• [Activity]:
Repeat exactly the lines below that lie between the line with "of its object." and the line with "impl<$($name: ResultAccumulator),+> ResultAccumulator", counting both of those lines as part of the answer.

[Provided information Boundary: Start]

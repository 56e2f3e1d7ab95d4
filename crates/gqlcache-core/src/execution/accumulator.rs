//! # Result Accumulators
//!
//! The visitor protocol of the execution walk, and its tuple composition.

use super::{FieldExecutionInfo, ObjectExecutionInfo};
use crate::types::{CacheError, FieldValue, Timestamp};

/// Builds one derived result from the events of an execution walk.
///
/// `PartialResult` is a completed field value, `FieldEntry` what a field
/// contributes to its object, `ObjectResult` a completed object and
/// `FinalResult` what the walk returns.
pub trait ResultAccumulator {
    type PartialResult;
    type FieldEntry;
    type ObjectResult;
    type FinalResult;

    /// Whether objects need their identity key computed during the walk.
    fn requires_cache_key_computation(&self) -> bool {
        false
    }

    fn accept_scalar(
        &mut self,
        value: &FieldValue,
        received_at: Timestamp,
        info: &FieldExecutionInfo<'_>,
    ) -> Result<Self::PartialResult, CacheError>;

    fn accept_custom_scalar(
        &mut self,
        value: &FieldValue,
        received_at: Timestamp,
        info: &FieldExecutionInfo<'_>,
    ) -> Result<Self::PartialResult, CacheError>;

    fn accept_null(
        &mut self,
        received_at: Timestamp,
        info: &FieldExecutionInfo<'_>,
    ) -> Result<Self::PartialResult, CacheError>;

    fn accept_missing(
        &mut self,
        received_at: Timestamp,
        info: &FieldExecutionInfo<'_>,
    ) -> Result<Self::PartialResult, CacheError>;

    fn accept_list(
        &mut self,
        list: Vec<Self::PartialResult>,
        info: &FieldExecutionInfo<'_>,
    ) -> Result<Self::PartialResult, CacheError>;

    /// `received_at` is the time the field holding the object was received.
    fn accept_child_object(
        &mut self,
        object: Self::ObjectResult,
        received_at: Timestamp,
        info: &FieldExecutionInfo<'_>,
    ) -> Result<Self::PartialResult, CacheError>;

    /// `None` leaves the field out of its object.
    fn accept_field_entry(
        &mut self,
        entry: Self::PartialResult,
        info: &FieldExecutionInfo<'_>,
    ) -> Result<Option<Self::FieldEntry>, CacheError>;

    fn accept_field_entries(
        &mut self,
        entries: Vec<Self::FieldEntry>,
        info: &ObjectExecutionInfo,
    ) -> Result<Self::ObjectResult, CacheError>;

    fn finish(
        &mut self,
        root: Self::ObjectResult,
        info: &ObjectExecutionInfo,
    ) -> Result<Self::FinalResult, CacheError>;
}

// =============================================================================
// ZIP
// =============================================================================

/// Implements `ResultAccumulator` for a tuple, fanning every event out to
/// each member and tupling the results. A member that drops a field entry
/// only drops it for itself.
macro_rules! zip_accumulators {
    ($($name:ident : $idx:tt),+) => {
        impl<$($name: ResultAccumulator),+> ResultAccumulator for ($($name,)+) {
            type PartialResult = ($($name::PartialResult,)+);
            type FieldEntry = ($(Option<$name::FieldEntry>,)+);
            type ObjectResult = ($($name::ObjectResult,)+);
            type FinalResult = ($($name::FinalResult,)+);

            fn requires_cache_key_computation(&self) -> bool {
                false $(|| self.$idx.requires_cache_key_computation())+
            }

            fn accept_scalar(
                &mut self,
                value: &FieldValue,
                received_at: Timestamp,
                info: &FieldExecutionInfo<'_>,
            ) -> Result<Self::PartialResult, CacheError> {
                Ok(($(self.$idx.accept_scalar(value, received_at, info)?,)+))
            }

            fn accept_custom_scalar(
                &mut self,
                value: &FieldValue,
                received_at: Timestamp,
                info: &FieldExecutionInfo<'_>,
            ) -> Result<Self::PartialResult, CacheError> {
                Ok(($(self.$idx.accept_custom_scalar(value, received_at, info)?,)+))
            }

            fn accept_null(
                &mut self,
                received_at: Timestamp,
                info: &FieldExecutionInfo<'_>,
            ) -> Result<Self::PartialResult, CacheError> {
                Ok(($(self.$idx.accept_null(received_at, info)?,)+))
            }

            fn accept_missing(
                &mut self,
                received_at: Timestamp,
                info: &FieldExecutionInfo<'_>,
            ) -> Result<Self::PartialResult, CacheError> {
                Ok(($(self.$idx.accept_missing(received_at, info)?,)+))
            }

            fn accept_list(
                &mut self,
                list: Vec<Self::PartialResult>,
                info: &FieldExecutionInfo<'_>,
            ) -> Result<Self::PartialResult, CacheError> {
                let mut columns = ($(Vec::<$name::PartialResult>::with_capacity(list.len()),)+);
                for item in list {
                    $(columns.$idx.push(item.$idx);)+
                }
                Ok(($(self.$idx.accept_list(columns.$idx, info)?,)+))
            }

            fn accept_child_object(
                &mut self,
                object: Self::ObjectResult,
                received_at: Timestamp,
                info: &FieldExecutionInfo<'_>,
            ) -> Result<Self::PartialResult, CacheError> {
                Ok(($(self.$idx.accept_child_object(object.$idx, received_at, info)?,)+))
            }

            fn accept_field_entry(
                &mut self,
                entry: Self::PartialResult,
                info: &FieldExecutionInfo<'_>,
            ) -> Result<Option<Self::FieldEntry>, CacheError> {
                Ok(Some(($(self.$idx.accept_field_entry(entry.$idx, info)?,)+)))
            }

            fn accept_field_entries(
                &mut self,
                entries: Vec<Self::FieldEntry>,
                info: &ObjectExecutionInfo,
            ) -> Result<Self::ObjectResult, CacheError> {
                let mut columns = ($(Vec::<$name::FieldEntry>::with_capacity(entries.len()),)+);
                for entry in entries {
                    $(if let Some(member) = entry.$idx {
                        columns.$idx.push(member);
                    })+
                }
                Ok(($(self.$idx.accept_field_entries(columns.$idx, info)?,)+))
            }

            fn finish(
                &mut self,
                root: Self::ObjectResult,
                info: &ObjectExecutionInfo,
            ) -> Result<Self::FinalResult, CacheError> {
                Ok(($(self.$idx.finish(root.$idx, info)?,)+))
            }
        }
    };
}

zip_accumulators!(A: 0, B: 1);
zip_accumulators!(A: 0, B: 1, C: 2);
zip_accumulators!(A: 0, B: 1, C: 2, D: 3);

[Provided information Boundary: End]
[Provided information Boundary: Start]

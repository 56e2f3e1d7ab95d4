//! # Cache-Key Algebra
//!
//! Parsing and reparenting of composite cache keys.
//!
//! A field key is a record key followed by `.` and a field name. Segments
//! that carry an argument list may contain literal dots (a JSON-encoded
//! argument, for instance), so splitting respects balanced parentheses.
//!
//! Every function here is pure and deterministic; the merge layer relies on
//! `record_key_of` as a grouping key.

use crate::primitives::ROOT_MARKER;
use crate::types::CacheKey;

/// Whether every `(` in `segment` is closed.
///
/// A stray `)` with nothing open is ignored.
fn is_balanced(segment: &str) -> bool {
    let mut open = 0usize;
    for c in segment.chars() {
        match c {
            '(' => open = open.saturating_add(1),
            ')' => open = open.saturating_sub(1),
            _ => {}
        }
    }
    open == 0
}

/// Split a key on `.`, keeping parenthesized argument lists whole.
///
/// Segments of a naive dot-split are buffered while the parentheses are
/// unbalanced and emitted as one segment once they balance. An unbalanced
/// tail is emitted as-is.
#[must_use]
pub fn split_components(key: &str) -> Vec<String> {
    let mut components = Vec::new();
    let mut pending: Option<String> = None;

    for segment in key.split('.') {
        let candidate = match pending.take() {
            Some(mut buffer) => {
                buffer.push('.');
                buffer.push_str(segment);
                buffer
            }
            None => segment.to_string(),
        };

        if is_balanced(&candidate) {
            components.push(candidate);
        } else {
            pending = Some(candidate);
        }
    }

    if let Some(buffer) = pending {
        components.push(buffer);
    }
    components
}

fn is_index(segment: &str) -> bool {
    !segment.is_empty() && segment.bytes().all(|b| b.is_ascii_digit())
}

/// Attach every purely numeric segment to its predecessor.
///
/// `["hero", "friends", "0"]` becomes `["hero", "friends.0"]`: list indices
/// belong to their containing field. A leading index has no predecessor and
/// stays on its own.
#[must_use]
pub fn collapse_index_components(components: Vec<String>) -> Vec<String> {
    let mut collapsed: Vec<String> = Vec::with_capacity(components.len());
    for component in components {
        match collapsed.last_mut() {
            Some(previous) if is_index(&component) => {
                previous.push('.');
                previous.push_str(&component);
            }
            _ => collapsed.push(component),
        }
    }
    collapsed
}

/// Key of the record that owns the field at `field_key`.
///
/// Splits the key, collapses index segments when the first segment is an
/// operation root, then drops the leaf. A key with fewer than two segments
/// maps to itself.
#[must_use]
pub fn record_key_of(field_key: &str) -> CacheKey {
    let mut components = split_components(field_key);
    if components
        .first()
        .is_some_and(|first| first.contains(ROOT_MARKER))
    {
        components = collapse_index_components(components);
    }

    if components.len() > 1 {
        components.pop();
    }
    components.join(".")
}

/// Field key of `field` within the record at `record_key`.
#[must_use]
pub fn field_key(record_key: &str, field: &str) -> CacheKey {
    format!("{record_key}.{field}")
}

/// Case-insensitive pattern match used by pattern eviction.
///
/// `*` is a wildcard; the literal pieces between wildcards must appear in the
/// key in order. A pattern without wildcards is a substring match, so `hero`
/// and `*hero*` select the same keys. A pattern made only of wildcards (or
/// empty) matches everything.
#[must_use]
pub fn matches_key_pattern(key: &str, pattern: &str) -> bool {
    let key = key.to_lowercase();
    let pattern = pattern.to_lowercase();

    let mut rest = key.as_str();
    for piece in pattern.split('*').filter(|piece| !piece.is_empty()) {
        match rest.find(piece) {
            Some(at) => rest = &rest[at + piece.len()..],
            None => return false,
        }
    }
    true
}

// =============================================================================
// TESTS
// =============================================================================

[Provided information Boundary: End]

• [Answer section]:
    /// `None` leaves the field out of its object.
    fn accept_field_entry(
        &mut self,
        entry: Self::PartialResult,
        info: &FieldExecutionInfo<'_>,
    ) -> Result<Option<Self::FieldEntry>, CacheError>;

    fn accept_field_entries(
        &mut self,
        entries: Vec<Self::FieldEntry>,
        info: &ObjectExecutionInfo,
    ) -> Result<Self::ObjectResult, CacheError>;

    fn finish(
        &mut self,
        root: Self::ObjectResult,
        info: &ObjectExecutionInfo,
    ) -> Result<Self::FinalResult, CacheError>;
}

// =============================================================================
// ZIP
// =============================================================================

/// Implements `ResultAccumulator` for a tuple, fanning every event out to
/// each member and tupling the results. A member that drops a field entry
/// only drops it for itself.
macro_rules! zip_accumulators {
    ($($name:ident : $idx:tt),+) => {
        impl<$($name: ResultAccumulator),+> ResultAccumulator for ($($name,)+) {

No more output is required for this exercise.